Pak Khusen mengirim bufet raksasa yang dipesan oleh seorang pelanggannya, Pak Rudi. Buffet itu istimewa, besar dan berat. Dibutuhkan delapan orang untuk mengangkat ke lokasi penempatan. Itu pun juga harus dicari dahulu personil yang mengangkatnya.

Akhirnya genap juga pekerja yang akan mengangkat. Mereka adalah abang becak di depan apotik Sriwijaya. Setelah siap mobil pikap yang membawa segera mundur agar tepat di pintu gerbang.

Belum lagi mobil pikap berhasil masuk, sebuah mobil sedan tampak berhenti minta didahulukan. Tapi agaknya posisinya susah kalau pikap harus balik lagi. Sementara bagian atas mebel terjebak pada talang gantung. Jadi lebih baik menurunkan dahulu supaya pikap bisa segera pergi. Para penumpang mobil sedan mengalah. Mereka bahkan kemudian ikut melihat proses penurunan mebel itu.

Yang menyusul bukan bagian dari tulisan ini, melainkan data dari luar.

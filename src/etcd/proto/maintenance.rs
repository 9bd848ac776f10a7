//! Maintenance service messages: Alarm, Status, Defragment, Snapshot.

use super::kv::ResponseHeader;
use super::merge_optional;
use bytes::Bytes;
use prost::bytes::{Buf, BufMut};
use prost::encoding::{self, DecodeContext, WireType};
use prost::{DecodeError, Message};

empty_message!(StatusRequest, "Wire-format `etcdserverpb.StatusRequest`.");
empty_message!(
    DefragmentRequest,
    "Wire-format `etcdserverpb.DefragmentRequest`."
);
empty_message!(SnapshotRequest, "Wire-format `etcdserverpb.SnapshotRequest`.");

/// `AlarmRequest.AlarmAction` wire values.
#[derive(Clone, Copy, Debug, PartialEq, Eq)]
#[repr(i32)]
pub enum AlarmAction {
    Get = 0,
    Activate = 1,
    Deactivate = 2,
}

impl AlarmAction {
    pub fn from_wire(value: i32) -> Option<Self> {
        match value {
            0 => Some(Self::Get),
            1 => Some(Self::Activate),
            2 => Some(Self::Deactivate),
            _ => None,
        }
    }
}

/// `etcdserverpb.AlarmType` wire values.
#[derive(Clone, Copy, Debug, PartialEq, Eq)]
#[repr(i32)]
pub enum AlarmType {
    None = 0,
    Nospace = 1,
    Corrupt = 2,
}

impl AlarmType {
    pub fn from_wire(value: i32) -> Option<Self> {
        match value {
            0 => Some(Self::None),
            1 => Some(Self::Nospace),
            2 => Some(Self::Corrupt),
            _ => None,
        }
    }
}

// ============================================================================
// Alarm
// ============================================================================

/// Wire-format `etcdserverpb.AlarmRequest`.
#[derive(Clone, Copy, Default, Debug, PartialEq, Eq)]
pub struct AlarmRequest {
    pub action: i32,    // field 1
    pub member_id: u64, // field 2
    pub alarm: i32,     // field 3
}

impl Message for AlarmRequest {
    fn encode_raw(&self, buf: &mut impl BufMut)
    where
        Self: Sized,
    {
        if self.action != 0 {
            encoding::int32::encode(1, &self.action, buf);
        }
        if self.member_id != 0 {
            encoding::uint64::encode(2, &self.member_id, buf);
        }
        if self.alarm != 0 {
            encoding::int32::encode(3, &self.alarm, buf);
        }
    }

    fn merge_field(
        &mut self,
        tag: u32,
        wire_type: WireType,
        buf: &mut impl Buf,
        ctx: DecodeContext,
    ) -> Result<(), DecodeError>
    where
        Self: Sized,
    {
        match tag {
            1 => encoding::int32::merge(wire_type, &mut self.action, buf, ctx),
            2 => encoding::uint64::merge(wire_type, &mut self.member_id, buf, ctx),
            3 => encoding::int32::merge(wire_type, &mut self.alarm, buf, ctx),
            _ => encoding::skip_field(wire_type, tag, buf, ctx),
        }
    }

    fn encoded_len(&self) -> usize {
        let mut len = 0;
        if self.action != 0 {
            len += encoding::int32::encoded_len(1, &self.action);
        }
        if self.member_id != 0 {
            len += encoding::uint64::encoded_len(2, &self.member_id);
        }
        if self.alarm != 0 {
            len += encoding::int32::encoded_len(3, &self.alarm);
        }
        len
    }

    fn clear(&mut self) {
        *self = Self::default();
    }
}

/// Wire-format `etcdserverpb.AlarmMember`.
#[derive(Clone, Copy, Default, Debug, PartialEq, Eq)]
pub struct AlarmMember {
    pub member_id: u64, // field 1
    pub alarm: i32,     // field 2
}

impl Message for AlarmMember {
    fn encode_raw(&self, buf: &mut impl BufMut)
    where
        Self: Sized,
    {
        if self.member_id != 0 {
            encoding::uint64::encode(1, &self.member_id, buf);
        }
        if self.alarm != 0 {
            encoding::int32::encode(2, &self.alarm, buf);
        }
    }

    fn merge_field(
        &mut self,
        tag: u32,
        wire_type: WireType,
        buf: &mut impl Buf,
        ctx: DecodeContext,
    ) -> Result<(), DecodeError>
    where
        Self: Sized,
    {
        match tag {
            1 => encoding::uint64::merge(wire_type, &mut self.member_id, buf, ctx),
            2 => encoding::int32::merge(wire_type, &mut self.alarm, buf, ctx),
            _ => encoding::skip_field(wire_type, tag, buf, ctx),
        }
    }

    fn encoded_len(&self) -> usize {
        let mut len = 0;
        if self.member_id != 0 {
            len += encoding::uint64::encoded_len(1, &self.member_id);
        }
        if self.alarm != 0 {
            len += encoding::int32::encoded_len(2, &self.alarm);
        }
        len
    }

    fn clear(&mut self) {
        *self = Self::default();
    }
}

/// Wire-format `etcdserverpb.AlarmResponse`.
#[derive(Clone, Default, Debug, PartialEq, Eq)]
pub struct AlarmResponse {
    pub header: Option<ResponseHeader>, // field 1
    pub alarms: Vec<AlarmMember>,       // field 2
}

impl Message for AlarmResponse {
    fn encode_raw(&self, buf: &mut impl BufMut)
    where
        Self: Sized,
    {
        if let Some(ref header) = self.header {
            encoding::message::encode(1, header, buf);
        }
        encoding::message::encode_repeated(2, &self.alarms, buf);
    }

    fn merge_field(
        &mut self,
        tag: u32,
        wire_type: WireType,
        buf: &mut impl Buf,
        ctx: DecodeContext,
    ) -> Result<(), DecodeError>
    where
        Self: Sized,
    {
        match tag {
            1 => merge_optional(&mut self.header, wire_type, buf, ctx),
            2 => encoding::message::merge_repeated(wire_type, &mut self.alarms, buf, ctx),
            _ => encoding::skip_field(wire_type, tag, buf, ctx),
        }
    }

    fn encoded_len(&self) -> usize {
        self.header
            .as_ref()
            .map_or(0, |h| encoding::message::encoded_len(1, h))
            + encoding::message::encoded_len_repeated(2, &self.alarms)
    }

    fn clear(&mut self) {
        *self = Self::default();
    }
}

// ============================================================================
// Status / Defragment
// ============================================================================

/// Wire-format `etcdserverpb.StatusResponse`.
#[derive(Clone, Default, Debug, PartialEq, Eq)]
pub struct StatusResponse {
    pub header: Option<ResponseHeader>, // field 1
    pub version: String,                // field 2
    pub db_size: i64,                   // field 3
    pub leader: u64,                    // field 4
    pub raft_index: u64,                // field 5
    pub raft_term: u64,                 // field 6
}

impl Message for StatusResponse {
    fn encode_raw(&self, buf: &mut impl BufMut)
    where
        Self: Sized,
    {
        if let Some(ref header) = self.header {
            encoding::message::encode(1, header, buf);
        }
        if !self.version.is_empty() {
            encoding::string::encode(2, &self.version, buf);
        }
        if self.db_size != 0 {
            encoding::int64::encode(3, &self.db_size, buf);
        }
        for (tag, value) in [
            (4, &self.leader),
            (5, &self.raft_index),
            (6, &self.raft_term),
        ] {
            if *value != 0 {
                encoding::uint64::encode(tag, value, buf);
            }
        }
    }

    fn merge_field(
        &mut self,
        tag: u32,
        wire_type: WireType,
        buf: &mut impl Buf,
        ctx: DecodeContext,
    ) -> Result<(), DecodeError>
    where
        Self: Sized,
    {
        match tag {
            1 => merge_optional(&mut self.header, wire_type, buf, ctx),
            2 => encoding::string::merge(wire_type, &mut self.version, buf, ctx),
            3 => encoding::int64::merge(wire_type, &mut self.db_size, buf, ctx),
            4 => encoding::uint64::merge(wire_type, &mut self.leader, buf, ctx),
            5 => encoding::uint64::merge(wire_type, &mut self.raft_index, buf, ctx),
            6 => encoding::uint64::merge(wire_type, &mut self.raft_term, buf, ctx),
            _ => encoding::skip_field(wire_type, tag, buf, ctx),
        }
    }

    fn encoded_len(&self) -> usize {
        let mut len = 0;
        if let Some(ref header) = self.header {
            len += encoding::message::encoded_len(1, header);
        }
        if !self.version.is_empty() {
            len += encoding::string::encoded_len(2, &self.version);
        }
        if self.db_size != 0 {
            len += encoding::int64::encoded_len(3, &self.db_size);
        }
        for (tag, value) in [
            (4, &self.leader),
            (5, &self.raft_index),
            (6, &self.raft_term),
        ] {
            if *value != 0 {
                len += encoding::uint64::encoded_len(tag, value);
            }
        }
        len
    }

    fn clear(&mut self) {
        *self = Self::default();
    }
}

/// Wire-format `etcdserverpb.DefragmentResponse`.
#[derive(Clone, Default, Debug, PartialEq, Eq)]
pub struct DefragmentResponse {
    pub header: Option<ResponseHeader>, // field 1
}

impl Message for DefragmentResponse {
    fn encode_raw(&self, buf: &mut impl BufMut)
    where
        Self: Sized,
    {
        if let Some(ref header) = self.header {
            encoding::message::encode(1, header, buf);
        }
    }

    fn merge_field(
        &mut self,
        tag: u32,
        wire_type: WireType,
        buf: &mut impl Buf,
        ctx: DecodeContext,
    ) -> Result<(), DecodeError>
    where
        Self: Sized,
    {
        match tag {
            1 => merge_optional(&mut self.header, wire_type, buf, ctx),
            _ => encoding::skip_field(wire_type, tag, buf, ctx),
        }
    }

    fn encoded_len(&self) -> usize {
        self.header
            .as_ref()
            .map_or(0, |h| encoding::message::encoded_len(1, h))
    }

    fn clear(&mut self) {
        *self = Self::default();
    }
}

// ============================================================================
// Snapshot
// ============================================================================

/// Wire-format `etcdserverpb.SnapshotResponse`, one chunk of the stream.
#[derive(Clone, Default, Debug, PartialEq, Eq)]
pub struct SnapshotResponse {
    pub header: Option<ResponseHeader>, // field 1
    pub remaining_bytes: u64,           // field 2
    pub blob: Bytes,                    // field 3
}

impl Message for SnapshotResponse {
    fn encode_raw(&self, buf: &mut impl BufMut)
    where
        Self: Sized,
    {
        if let Some(ref header) = self.header {
            encoding::message::encode(1, header, buf);
        }
        if self.remaining_bytes != 0 {
            encoding::uint64::encode(2, &self.remaining_bytes, buf);
        }
        if !self.blob.is_empty() {
            encoding::bytes::encode(3, &self.blob, buf);
        }
    }

    fn merge_field(
        &mut self,
        tag: u32,
        wire_type: WireType,
        buf: &mut impl Buf,
        ctx: DecodeContext,
    ) -> Result<(), DecodeError>
    where
        Self: Sized,
    {
        match tag {
            1 => merge_optional(&mut self.header, wire_type, buf, ctx),
            2 => encoding::uint64::merge(wire_type, &mut self.remaining_bytes, buf, ctx),
            3 => encoding::bytes::merge(wire_type, &mut self.blob, buf, ctx),
            _ => encoding::skip_field(wire_type, tag, buf, ctx),
        }
    }

    fn encoded_len(&self) -> usize {
        let mut len = 0;
        if let Some(ref header) = self.header {
            len += encoding::message::encoded_len(1, header);
        }
        if self.remaining_bytes != 0 {
            len += encoding::uint64::encoded_len(2, &self.remaining_bytes);
        }
        if !self.blob.is_empty() {
            len += encoding::bytes::encoded_len(3, &self.blob);
        }
        len
    }

    fn clear(&mut self) {
        *self = Self::default();
    }
}

#[cfg(test)]
mod tests {
    use super::*;

    #[test]
    fn test_status_response_roundtrip() {
        let resp = StatusResponse {
            header: Some(ResponseHeader {
                member_id: 7,
                ..Default::default()
            }),
            version: "3.5.12".to_string(),
            db_size: 4096,
            leader: 7,
            raft_index: 120,
            raft_term: 3,
        };

        let bytes = resp.encode_to_vec();
        assert_eq!(resp.encoded_len(), bytes.len());
        assert_eq!(StatusResponse::decode(&bytes[..]).unwrap(), resp);
    }

    #[test]
    fn test_alarm_response_keeps_members() {
        let resp = AlarmResponse {
            header: None,
            alarms: vec![
                AlarmMember {
                    member_id: 1,
                    alarm: AlarmType::Nospace as i32,
                },
                AlarmMember {
                    member_id: 2,
                    alarm: AlarmType::Corrupt as i32,
                },
            ],
        };

        let decoded = AlarmResponse::decode(&resp.encode_to_vec()[..]).unwrap();
        assert_eq!(decoded.alarms.len(), 2);
        assert_eq!(decoded.alarms[1].member_id, 2);
        assert_eq!(AlarmType::from_wire(decoded.alarms[1].alarm), Some(AlarmType::Corrupt));
    }

    #[test]
    fn test_snapshot_chunk_roundtrip() {
        let resp = SnapshotResponse {
            header: None,
            remaining_bytes: 10,
            blob: Bytes::from_static(b"chunk"),
        };

        let decoded = SnapshotResponse::decode(&resp.encode_to_vec()[..]).unwrap();
        assert_eq!(decoded.blob, Bytes::from_static(b"chunk"));
        assert_eq!(decoded.remaining_bytes, 10);
    }

    #[test]
    fn test_empty_requests_encode_to_nothing() {
        assert!(StatusRequest.encode_to_vec().is_empty());
        assert!(DefragmentRequest.encode_to_vec().is_empty());
        assert!(SnapshotRequest::decode(&[][..]).is_ok());
    }
}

“Wah ini mebel besar sekali Pak Rudi?” kata mereka.

“Iya pak. Sesuai ukuran kamar tamu. Jadi harus pesan ini Pak. Tak ada di toko.” Jawab Rudi.

“Oh pesan ini ya? Mengapa tidak minta warna yang bagus pak kalau pesan. Sayang ini Pak. Coba kalau warnanya agak sedikit gelap. Cocok Pak untuk mebel ruang tamu itu.”

Pak Rudi memperhatikan dengan seksama dan mengangguk-angguk.

“Kok iya to. Wah ini gak cocok kalau di kamar tamu.”

“Betul kan Pak kata saya?” kata penupang mobil sedan itu, yang ternyata pegawai Bank Plecit Rakyat.

Akhirnya Pak Rudi menyuruh membawa mebel itu kembali untuk dicat ulang. Pak Khusen geleng-geleng kepala sambil mengelus dada. Gagal bayaran dah! Sambil ngeloyor dia mendenkati pegawai bank dan berkata, “Sampeyan itu tega nampel puluk. Saya hampir bayaran lho, jadi gagal. Sialan sampeyan!”

Paribasan (82): Opor bebek mateng  awak dhewek

Arti harfiahnya adalah opor bebek matang dengan sendirinya. Maknaya adalah berusaha dengan kekuatan sendiri agar dapat mandiri.

Juan Jin sebenarnya anak orang kaya. Dan dia beruntung tinggal di desa, tempat dimana orang kaya dihargai lebih dari sesamanya. Namun hal itu pula yang membuatnya merasa jengkel. Dalam tradisi keluarga Juan Jin orang harus berlatih mandiri sejak kecil, dan tidak boleh hanya ongkang-ongkang kaki saja. Katanya itu tradisi keluarga Juan Jin yang harus dilestarikan. Karena tradisi itu pula keluarga Juan Jin dapat bertahan dari berbagai krisis sejak mereka masih tinggal di negeri Tiongkok, tiga ratus tahun yang lalu.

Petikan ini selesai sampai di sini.